No, she’s not perfect.  Her room is messy, her bathroom is somewhat messy, she doesn’t always do the dishes before going to bed, I have caught her drinking out of the milk jug, she sometimes stays up too late, she ate the last peanut butter cookie without telling me, and I have to nag her to get her homework done…but her heart is good, her head is good, and she is well on her way to being one amazing young woman.  How could I not be proud of that?

And I pray for God to prepare an equally wonderful young man who will someday have the privilege of capturing her heart.  But not yet and no time soon. I still need her.    
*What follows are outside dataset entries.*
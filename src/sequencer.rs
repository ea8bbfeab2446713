//! Non-blocking melody sequencer, polled from the main loop.
//!
//! Two axes of state:
//! - the chime phase (`None → Melody → PauseBeforeStrikes → Strikes → Complete`),
//!   advanced by the pure transition function [`Cursor::advance`];
//! - the playback state (`idle`, `playing_note`, `gap`), a `statig` machine
//!   fed `Start` and `Poll` events.
//!
//! Durations are checked by comparing elapsed milliseconds, never by counting
//! polls, so a late poll only delays a transition.

use statig::prelude::*;

use crate::config::{GapKind, GapTable};
use crate::melody::{Note, HOUR_STRIKE, PHRASE_LEN, WESTMINSTER};
use crate::oscillator::{AnalogOut, ToneGenerator};

#[derive(Debug, Clone, Copy, PartialEq, Eq)]
#[cfg_attr(feature = "defmt", derive(defmt::Format))]
pub enum ChimePhase {
  None,
  Melody,
  PauseBeforeStrikes,
  Strikes,
  Complete,
}

#[derive(Debug, Clone, Copy, PartialEq, Eq)]
#[cfg_attr(feature = "defmt", derive(defmt::Format))]
pub enum PlaybackState {
  Idle,
  PlayingNote,
  Gap,
}

/// What to do next, as decided by [`Cursor::advance`]
#[derive(Debug, Clone, Copy, PartialEq, Eq)]
pub enum Cue {
  /// sound the melody note at this index
  Melody(usize),
  /// sound one hour strike
  Strike,
  /// a silence with no preceding note, before the strikes
  Pause,
  /// the chime is over
  Finished,
}

/// Position within a chime
#[derive(Debug, Clone, Copy, PartialEq, Eq)]
pub struct Cursor {
  pub phase: ChimePhase,
  /// count of melody notes already started
  pub sequence_index: usize,
  /// count of strikes already started
  pub strike_index: u8,
  pub strike_count: u8,
}

impl Cursor {
  pub const IDLE: Cursor = Cursor {
    phase: ChimePhase::None,
    sequence_index: 0,
    strike_index: 0,
    strike_count: 0,
  };

  pub const fn start(strike_count: u8) -> Self {
    Cursor { phase: ChimePhase::Melody, strike_count, ..Self::IDLE }
  }

  /// Transition function for the phase axis.
  pub fn advance(self, melody_len: usize) -> (Cursor, Cue) {
    match self.phase {
      ChimePhase::Melody if self.sequence_index < melody_len => (
        Cursor { sequence_index: self.sequence_index + 1, ..self },
        Cue::Melody(self.sequence_index),
      ),
      ChimePhase::Melody => (Cursor { phase: ChimePhase::PauseBeforeStrikes, ..self }, Cue::Pause),
      ChimePhase::PauseBeforeStrikes => {
        Cursor { phase: ChimePhase::Strikes, strike_index: 0, ..self }.advance(melody_len)
      }
      ChimePhase::Strikes if self.strike_index < self.strike_count => (
        Cursor { strike_index: self.strike_index + 1, ..self },
        Cue::Strike,
      ),
      ChimePhase::Strikes => (Cursor { phase: ChimePhase::Complete, ..self }, Cue::Finished),
      ChimePhase::None | ChimePhase::Complete => (self, Cue::Finished),
    }
  }

  /// The silence that follows this position
  pub fn gap_kind(&self, phrase_len: usize) -> GapKind {
    match self.phase {
      ChimePhase::Melody if phrase_len > 0 && self.sequence_index % phrase_len == 0 => GapKind::Phrase,
      ChimePhase::Melody => GapKind::Note,
      ChimePhase::PauseBeforeStrikes => GapKind::PreStrike,
      ChimePhase::Strikes => GapKind::Strike,
      ChimePhase::None | ChimePhase::Complete => GapKind::Note,
    }
  }
}

pub enum Event {
  Start { strikes: u8, now_ms: u64 },
  Poll { now_ms: u64 },
}

/// Shared storage of the playback state machine.
pub struct Sequencer {
  tone: &'static ToneGenerator,
  out: &'static dyn AnalogOut,
  melody: &'static [Note],
  phrase_len: usize,
  strike: Note,
  gaps: GapTable,
  cursor: Cursor,
  /// start of the current note or gap
  note_start_ms: u64,
  note_duration_ms: u32,
  gap_ms: u32,
}

#[state_machine(initial = "State::idle()", state(derive(Debug, Clone, Copy, PartialEq, Eq)))]
impl Sequencer {
  #[state]
  fn idle(&mut self, event: &Event) -> Response<State> {
    match *event {
      Event::Start { strikes, now_ms } => {
        info!("chime start: {} strikes", strikes);
        self.cursor = Cursor::start(strikes);
        Transition(self.advance(now_ms))
      }
      Event::Poll { now_ms } => {
        if self.cursor.phase == ChimePhase::Complete {
          self.cursor = Cursor::IDLE;
        }
        if let Some(next) = self.reap_failsafe(now_ms) {
          return Transition(next);
        }
        // a tone is sounding although nothing is scheduled
        if self.tone.is_active() && self.elapsed_ms(now_ms) > self.note_duration_ms as u64 {
          warn!("stray tone stopped at {} ms", now_ms);
          return Transition(self.end_note(now_ms));
        }
        Handled
      }
    }
  }

  #[state]
  fn playing_note(&mut self, event: &Event) -> Response<State> {
    match *event {
      Event::Start { .. } => Handled,
      Event::Poll { now_ms } => {
        if let Some(next) = self.reap_failsafe(now_ms) {
          return Transition(next);
        }
        if self.elapsed_ms(now_ms) >= self.note_duration_ms as u64 {
          Transition(self.end_note(now_ms))
        }
        else {
          Handled
        }
      }
    }
  }

  #[state]
  fn gap(&mut self, event: &Event) -> Response<State> {
    match *event {
      Event::Start { .. } => Handled,
      Event::Poll { now_ms } => {
        if let Some(next) = self.reap_failsafe(now_ms) {
          return Transition(next);
        }
        if self.elapsed_ms(now_ms) >= self.gap_ms as u64 {
          Transition(self.advance(now_ms))
        }
        else {
          Handled
        }
      }
    }
  }
}

impl Sequencer {
  pub fn new(
    tone: &'static ToneGenerator,
    out: &'static dyn AnalogOut,
    gaps: GapTable,
    melody: &'static [Note],
    phrase_len: usize,
    strike: Note,
  ) -> Self {
    Self {
      tone,
      out,
      melody,
      phrase_len,
      strike,
      gaps,
      cursor: Cursor::IDLE,
      note_start_ms: 0,
      note_duration_ms: 0,
      gap_ms: 0,
    }
  }

  fn elapsed_ms(&self, now_ms: u64) -> u64 {
    now_ms.saturating_sub(self.note_start_ms)
  }

  /// A note ended by the sample-count failsafe: resynchronize by entering a gap.
  fn reap_failsafe(&mut self, now_ms: u64) -> Option<State> {
    if !self.tone.take_completed() {
      return None;
    }
    debug!("failsafe ended note at {} ms", now_ms);
    Some(self.end_note(now_ms))
  }

  /// Silence after a note. After the last melody note the pause before the
  /// strikes takes the place of the phrase gap.
  fn end_note(&mut self, now_ms: u64) -> State {
    if self.cursor.phase == ChimePhase::Melody && self.cursor.sequence_index >= self.melody.len() {
      let (cursor, _) = self.cursor.advance(self.melody.len());
      info!("chime phase {}", cursor.phase);
      self.cursor = cursor;
    }
    self.enter_gap(now_ms)
  }

  fn enter_gap(&mut self, now_ms: u64) -> State {
    self.tone.stop_note(self.out);
    // a completion raised between the deadline and the stop is stale
    self.tone.take_completed();
    self.note_start_ms = now_ms;
    self.gap_ms = self.gaps.duration_ms(self.cursor.gap_kind(self.phrase_len));
    State::gap()
  }

  fn start_note(&mut self, note: Note, now_ms: u64) {
    trace!("note {} Hz for {} ms", note.frequency_hz, note.duration_ms);
    self.tone.start_note(note.frequency_hz as u32, note.duration_ms as u32);
    self.note_start_ms = now_ms;
    self.note_duration_ms = note.duration_ms as u32;
  }

  /// Move to the next sound of the chime, skipping notes that cannot be played.
  fn advance(&mut self, now_ms: u64) -> State {
    loop {
      let (cursor, cue) = self.cursor.advance(self.melody.len());
      if cursor.phase != self.cursor.phase {
        info!("chime phase {}", cursor.phase);
      }
      self.cursor = cursor;
      let note = match cue {
        Cue::Melody(index) => self.melody[index],
        Cue::Strike => self.strike,
        Cue::Pause => return self.enter_gap(now_ms),
        Cue::Finished => {
          self.tone.stop_note(self.out);
          return State::idle();
        }
      };
      if !note.is_playable() {
        warn!("skipping unplayable note {} Hz {} ms", note.frequency_hz, note.duration_ms);
        continue;
      }
      self.start_note(note, now_ms);
      return State::playing_note();
    }
  }
}

/// Plays the hour melody followed by hour strikes, one poll at a time.
pub struct MelodySequencer {
  machine: StateMachine<Sequencer>,
}

impl MelodySequencer {
  /// Westminster quarters and the hour bell
  pub fn new(tone: &'static ToneGenerator, out: &'static dyn AnalogOut, gaps: GapTable) -> Self {
    Self::with_melody(tone, out, gaps, &WESTMINSTER, PHRASE_LEN, HOUR_STRIKE)
  }

  pub fn with_melody(
    tone: &'static ToneGenerator,
    out: &'static dyn AnalogOut,
    gaps: GapTable,
    melody: &'static [Note],
    phrase_len: usize,
    strike: Note,
  ) -> Self {
    let storage = Sequencer::new(tone, out, gaps, melody, phrase_len, strike);
    Self { machine: storage.state_machine() }
  }

  /// Start a chime. Ignored while one is already playing.
  pub fn start_chime_sequence(&mut self, strikes: u8, now_ms: u64) {
    self.machine.handle(&Event::Start { strikes, now_ms });
  }

  /// Advance playback; call at least every ~10 ms.
  pub fn update(&mut self, now_ms: u64) {
    self.machine.handle(&Event::Poll { now_ms });
  }

  pub fn is_playing(&self) -> bool {
    self.playback_state() != PlaybackState::Idle
  }

  pub fn playback_state(&self) -> PlaybackState {
    match self.machine.state() {
      State::Idle { .. } => PlaybackState::Idle,
      State::PlayingNote { .. } => PlaybackState::PlayingNote,
      State::Gap { .. } => PlaybackState::Gap,
    }
  }

  pub fn phase(&self) -> ChimePhase {
    self.machine.cursor.phase
  }

  pub fn cursor(&self) -> Cursor {
    self.machine.cursor
  }
}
As I was wondering just what she needs from me besides the physical things like food, shelter, clothing, and drives to Circle K to get Dr. Pepper at all hours of the night,  I remembered the poem she presented to me when she was in grade school.  It hangs on my bedroom wall, a reminder of how she did, does, and always will need me.  I am her mother and she is my daughter.  That is for life.

My Mother

My mother is a storm: strong and brave,

Facing hardships and taking risks for what she believes.

My mother is a breeze: calming and gentle,

Taking away worries and soothing my soul.

My mother is a pool: refreshing and energetic,

She relaxes me with a sudden burst of energy.

My mother is a rose: beautiful and graceful,

She rises above the bad and changes with grace.

My mother is a teddy bear: snuggly and soothing,

She’s always there for me and relaxes my mind.